Mixed around a hiking trip in Newfoundland (you guessed right: the East Coast Trail), and Jan's visit to England in October, we managed a couple of lovely trips on Dulcinea.

Mark and Dave took his children over to the Broughton Group of islands for one long week end.

And we both had a gorgeous week with the 3 generations up north of Cape Caution. Heidi found the anchorage for us where her grand parents used to take family holidays in their fishing boat. Again this was remote country with land mammals, eagles, salmon, and whales, and a good mix of sandy beaches and rocky granite shores.

Dave, being a little more blazee than Mark about watch-keeping, ran Dulcinea hard into a floating log on the first evening out. We confirmed the advantages of a double epoxy skin with impermiable foam sandwich, backed up by several water-tight bulkheads superior to Titanic's, and left the repair until the end of the week, when Mark and Heidi returned to work. We anchored Dulcinea's sterns & tied the bows to trees behind the beach. Then we repaired the damage between tides. Meanwhile we created sufficient spectacle to be on the front page of the North Island Gazette.

We are fortunate to have access to such beautiful country. Snow is now falling on the mountains and thoughts are turning to the backcountry there.

Health issues dogged us a little, and Jan had cataract surgery in both eyes after returning from England. Now Dave has gone down with flu (despite having the "flu shot" this year), and Jan is finishing off her regime of eye drops 4 times per day. She is also getting herself used to long distance sight without glasses.

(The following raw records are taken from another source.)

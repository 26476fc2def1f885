//! Shared mock backends for integration tests.

#![allow(dead_code)]

use ai_relay::adapter::managed::{Backend, BackendRequest};
use ai_relay::adapter::ChunkStream;
use ai_relay::config::{RelayConfig, ServiceConfig};
use ai_relay::connection::Connector;
use ai_relay::{AiResponse, Error, Result, StreamingChunk};
use async_trait::async_trait;
use futures::StreamExt;
use std::collections::VecDeque;
use std::sync::atomic::{AtomicBool, AtomicU32, Ordering};
use std::sync::{Arc, Mutex};
use std::time::Duration;

/// What a scripted stream yields, in order.
pub type StreamScript = Vec<Result<StreamingChunk>>;

/// Counters and scripts shared between a [`MockBackend`] and the test.
#[derive(Default)]
pub struct MockState {
    /// Remaining connect calls that fail with a connection error.
    pub connect_failures: AtomicU32,
    /// When set, every health probe fails.
    pub unhealthy: AtomicBool,
    pub connects: AtomicU32,
    pub disconnects: AtomicU32,
    pub probes: AtomicU32,
    pub queries: AtomicU32,
    pub streams: AtomicU32,
    /// Sessions (connect numbers) seen by each query, in order.
    pub sessions: Mutex<Vec<u32>>,
    /// Requests as the backend received them.
    pub requests: Mutex<Vec<BackendRequest>>,
    query_script: Mutex<VecDeque<Result<AiResponse>>>,
    stream_script: Mutex<VecDeque<Result<StreamScript>>>,
    /// Delay before every streamed item.
    item_delay: Mutex<Option<Duration>>,
}

impl MockState {
    pub fn count(counter: &AtomicU32) -> u32 {
        counter.load(Ordering::SeqCst)
    }

    pub fn push_query(&self, outcome: Result<AiResponse>) {
        self.query_script.lock().unwrap().push_back(outcome);
    }

    pub fn push_stream(&self, outcome: Result<StreamScript>) {
        self.stream_script.lock().unwrap().push_back(outcome);
    }

    pub fn set_item_delay(&self, delay: Duration) {
        *self.item_delay.lock().unwrap() = Some(delay);
    }
}

/// A backend whose behavior is scripted through [`MockState`].
///
/// Sessions are numbered by connect call, starting at 1. Unscripted queries
/// echo the query text; unscripted streams yield its words.
#[derive(Clone)]
pub struct MockBackend {
    endpoint: String,
    state: Arc<MockState>,
}

impl MockBackend {
    pub fn new() -> Self {
        Self::with_endpoint("https://mock.test/v1")
    }

    pub fn with_endpoint(endpoint: &str) -> Self {
        Self {
            endpoint: endpoint.to_string(),
            state: Arc::new(MockState::default()),
        }
    }

    pub fn state(&self) -> Arc<MockState> {
        self.state.clone()
    }
}

#[async_trait]
impl Connector for MockBackend {
    type Session = u32;

    fn endpoint(&self) -> &str {
        &self.endpoint
    }

    async fn connect(&self) -> Result<u32> {
        let n = self.state.connects.fetch_add(1, Ordering::SeqCst) + 1;
        let remaining = self.state.connect_failures.load(Ordering::SeqCst);
        if remaining > 0 {
            self.state
                .connect_failures
                .store(remaining - 1, Ordering::SeqCst);
            return Err(Error::connection("connection refused"));
        }
        Ok(n)
    }

    async fn health_check(&self, _session: &u32) -> Result<()> {
        self.state.probes.fetch_add(1, Ordering::SeqCst);
        if self.state.unhealthy.load(Ordering::SeqCst) {
            return Err(Error::connection("probe failed"));
        }
        Ok(())
    }

    async fn disconnect(&self, _session: Arc<u32>) -> Result<()> {
        self.state.disconnects.fetch_add(1, Ordering::SeqCst);
        Ok(())
    }
}

#[async_trait]
impl Backend for MockBackend {
    fn provider(&self) -> &str {
        "mock"
    }

    async fn query(&self, session: &u32, request: &BackendRequest) -> Result<AiResponse> {
        self.state.queries.fetch_add(1, Ordering::SeqCst);
        self.state.sessions.lock().unwrap().push(*session);
        self.state.requests.lock().unwrap().push(request.clone());
        let scripted = self.state.query_script.lock().unwrap().pop_front();
        match scripted {
            Some(outcome) => outcome,
            None => Ok(AiResponse::success(format!("echo: {}", request.query))),
        }
    }

    async fn stream(&self, _session: Arc<u32>, request: &BackendRequest) -> Result<ChunkStream> {
        self.state.streams.fetch_add(1, Ordering::SeqCst);
        self.state.requests.lock().unwrap().push(request.clone());
        let scripted = self.state.stream_script.lock().unwrap().pop_front();
        let items = match scripted {
            Some(outcome) => outcome?,
            None => words(&request.query),
        };
        let delay = *self.state.item_delay.lock().unwrap();
        let stream = futures::stream::iter(items).then(move |item| async move {
            if let Some(delay) = delay {
                tokio::time::sleep(delay).await;
            }
            item
        });
        Ok(stream.boxed())
    }
}

/// One chunk per whitespace-separated word (with its trailing space), then
/// the terminal chunk.
pub fn words(text: &str) -> StreamScript {
    let parts: Vec<&str> = text.split_inclusive(' ').collect();
    chunks(&parts)
}

/// Numbered chunks for `parts`, then the terminal chunk.
pub fn chunks(parts: &[&str]) -> StreamScript {
    let mut items: StreamScript = parts
        .iter()
        .enumerate()
        .map(|(i, p)| Ok(StreamingChunk::new(*p, i as u64)))
        .collect();
    items.push(Ok(StreamingChunk::terminal(parts.len() as u64)));
    items
}

/// Config for tests: connection budget 2, query budget 2, short delays.
pub fn test_config(endpoint: &str) -> RelayConfig {
    let mut config = RelayConfig::new(ServiceConfig::new(
        "mock",
        endpoint,
        "test-key",
        "test-model",
    ));
    config.service.max_retries = 2;
    config.service.timeout_secs = 5.0;
    config.connection.base_delay_secs = 1.0;
    config.connection.max_delay_secs = 4.0;
    config.query_retry.max_retries = 2;
    config.query_retry.base_delay_secs = 1.0;
    config.query_retry.max_delay_secs = 4.0;
    config
}
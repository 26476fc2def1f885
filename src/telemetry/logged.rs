//! Logging wrapper for any [`AiAdapter`].
//!
//! Forwards every call unchanged. Around each one it logs a sanitized
//! request/response preview with timings and records per-operation metrics.

use super::Sanitizer;
use crate::adapter::{AiAdapter, ChunkStream, HealthStatus};
use crate::types::{AiResponse, QueryParams};
use crate::Result;
use async_trait::async_trait;
use futures::StreamExt;
use serde_json::Value;
use std::collections::HashMap;
use std::sync::{Arc, Mutex, PoisonError};
use std::time::{Duration, Instant};
use tracing::{debug, info, warn};

/// Counters for one adapter operation.
#[derive(Debug, Clone, Default, PartialEq)]
pub struct OperationMetrics {
    pub calls: u64,
    pub failures: u64,
    pub total_duration: Duration,
    pub max_duration: Duration,
}

impl OperationMetrics {
    pub fn average_duration(&self) -> Duration {
        if self.calls == 0 {
            return Duration::ZERO;
        }
        self.total_duration / u32::try_from(self.calls).unwrap_or(u32::MAX)
    }
}

type MetricsTable = Arc<Mutex<HashMap<&'static str, OperationMetrics>>>;

pub struct LoggedAdapter<A: AiAdapter> {
    inner: A,
    sanitizer: Sanitizer,
    metrics: MetricsTable,
}

impl<A: AiAdapter> LoggedAdapter<A> {
    pub fn new(inner: A) -> Self {
        Self {
            inner,
            sanitizer: Sanitizer::new(),
            metrics: Arc::new(Mutex::new(HashMap::new())),
        }
    }

    pub fn with_sanitizer(mut self, sanitizer: Sanitizer) -> Self {
        self.sanitizer = sanitizer;
        self
    }

    pub fn inner(&self) -> &A {
        &self.inner
    }

    /// Snapshot of the metrics recorded so far, keyed by operation name.
    pub fn metrics(&self) -> HashMap<String, OperationMetrics> {
        self.metrics
            .lock()
            .unwrap_or_else(PoisonError::into_inner)
            .iter()
            .map(|(k, v)| (k.to_string(), v.clone()))
            .collect()
    }

    fn record(&self, operation: &'static str, elapsed: Duration, ok: bool) {
        record(&self.metrics, operation, elapsed, ok);
    }

    fn params_preview(&self, params: &QueryParams) -> Value {
        self.sanitizer.sanitize_value(&Value::Object(params.to_json()))
    }
}

fn record(table: &MetricsTable, operation: &'static str, elapsed: Duration, ok: bool) {
    let mut table = table.lock().unwrap_or_else(PoisonError::into_inner);
    let m = table.entry(operation).or_default();
    m.calls += 1;
    if !ok {
        m.failures += 1;
    }
    m.total_duration += elapsed;
    m.max_duration = m.max_duration.max(elapsed);
}

#[async_trait]
impl<A: AiAdapter> AiAdapter for LoggedAdapter<A> {
    fn provider(&self) -> &str {
        self.inner.provider()
    }

    async fn initialize(&self) -> Result<bool> {
        let started = Instant::now();
        let result = self.inner.initialize().await;
        let elapsed = started.elapsed();
        match &result {
            Ok(ready) => info!(
                provider = self.provider(),
                ready,
                elapsed_ms = elapsed.as_millis() as u64,
                "Adapter initialized"
            ),
            Err(e) => warn!(
                provider = self.provider(),
                error_type = e.kind().name(),
                error = %self.sanitizer.sanitize_text(&e.to_string()),
                "Adapter initialization failed"
            ),
        }
        self.record("initialize", elapsed, matches!(result, Ok(true)));
        result
    }

    async fn send_query(&self, query: &str, params: &QueryParams) -> Result<AiResponse> {
        debug!(
            provider = self.provider(),
            query = %self.sanitizer.sanitize_content(query),
            params = %self.params_preview(params),
            "Sending query"
        );
        let started = Instant::now();
        let result = self.inner.send_query(query, params).await;
        let elapsed = started.elapsed();

        match &result {
            Ok(response) => info!(
                provider = self.provider(),
                success = response.success,
                content_length = response.content.len(),
                content = %self.sanitizer.sanitize_content(&response.content),
                elapsed_ms = elapsed.as_millis() as u64,
                "Query response"
            ),
            Err(e) => warn!(
                provider = self.provider(),
                error_type = e.kind().name(),
                error = %self.sanitizer.sanitize_text(&e.to_string()),
                elapsed_ms = elapsed.as_millis() as u64,
                "Query failed"
            ),
        }
        self.record(
            "send_query",
            elapsed,
            result.as_ref().map(|r| r.success).unwrap_or(false),
        );
        result
    }

    async fn send_streaming_query(
        &self,
        query: &str,
        params: &QueryParams,
    ) -> Result<ChunkStream> {
        debug!(
            provider = self.provider(),
            query = %self.sanitizer.sanitize_content(query),
            params = %self.params_preview(params),
            "Opening stream"
        );
        let started = Instant::now();
        let result = self.inner.send_streaming_query(query, params).await;
        let opened_in = started.elapsed();

        let stream = match result {
            Ok(stream) => stream,
            Err(e) => {
                warn!(
                    provider = self.provider(),
                    error_type = e.kind().name(),
                    error = %self.sanitizer.sanitize_text(&e.to_string()),
                    "Opening stream failed"
                );
                self.record("send_streaming_query", opened_in, false);
                return Err(e);
            }
        };

        // The operation is recorded when the stream ends, so its duration
        // covers the whole delivery.
        let metrics = self.metrics.clone();
        let sanitizer = self.sanitizer.clone();
        let mut chunks: u64 = 0;
        let mut characters: usize = 0;
        let mut failed = false;
        let mut done = false;
        let tracked = stream.inspect(move |item| {
            if done {
                return;
            }
            match item {
                Ok(chunk) => {
                    chunks += 1;
                    characters += chunk.content.len();
                    debug!(
                        chunk_index = chunk.chunk_index,
                        content = %sanitizer.sanitize_content(&chunk.content),
                        "Stream chunk"
                    );
                    if chunk.is_complete {
                        done = true;
                    }
                }
                Err(e) => {
                    failed = true;
                    done = true;
                    warn!(
                        error_type = e.kind().name(),
                        error = %sanitizer.sanitize_text(&e.to_string()),
                        "Stream failed"
                    );
                }
            }
            if done {
                let elapsed = started.elapsed();
                info!(
                    chunks,
                    characters,
                    failed,
                    elapsed_ms = elapsed.as_millis() as u64,
                    "Stream finished"
                );
                record(&metrics, "send_streaming_query", elapsed, !failed);
            }
        });
        Ok(tracked.boxed())
    }

    async fn get_health_status(&self) -> HealthStatus {
        let started = Instant::now();
        let status = self.inner.get_health_status().await;
        let elapsed = started.elapsed();
        debug!(
            provider = %status.provider,
            endpoint = %status.endpoint,
            healthy = status.healthy,
            state = %status.connection_state,
            "Health status"
        );
        self.record("get_health_status", elapsed, status.healthy);
        status
    }

    async fn cleanup(&self) {
        let started = Instant::now();
        self.inner.cleanup().await;
        info!(provider = self.provider(), "Adapter cleaned up");
        self.record("cleanup", started.elapsed(), true);
    }
}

One early present that Dave took for himself was a helicopter skiing trip in the Monashees with Mike Wiegele. Based at a lodge between Kamloops and Valemont, they cover a lease of thousands of square kilometers. The skiing is, of course, excellent, but the views of peaks and glaciers are truly magnificent.

We shall spend Christmas at our cabin again just west of Calgary. In January, we shall drive west to spend another week with Mark, Heidi & their two.

Jan has been busy publishing a children's book based on photos of the egret "Earl" who spent 3 weeks on Dulcinea crossing the Pacific. It will be available on Amazon sometime next year.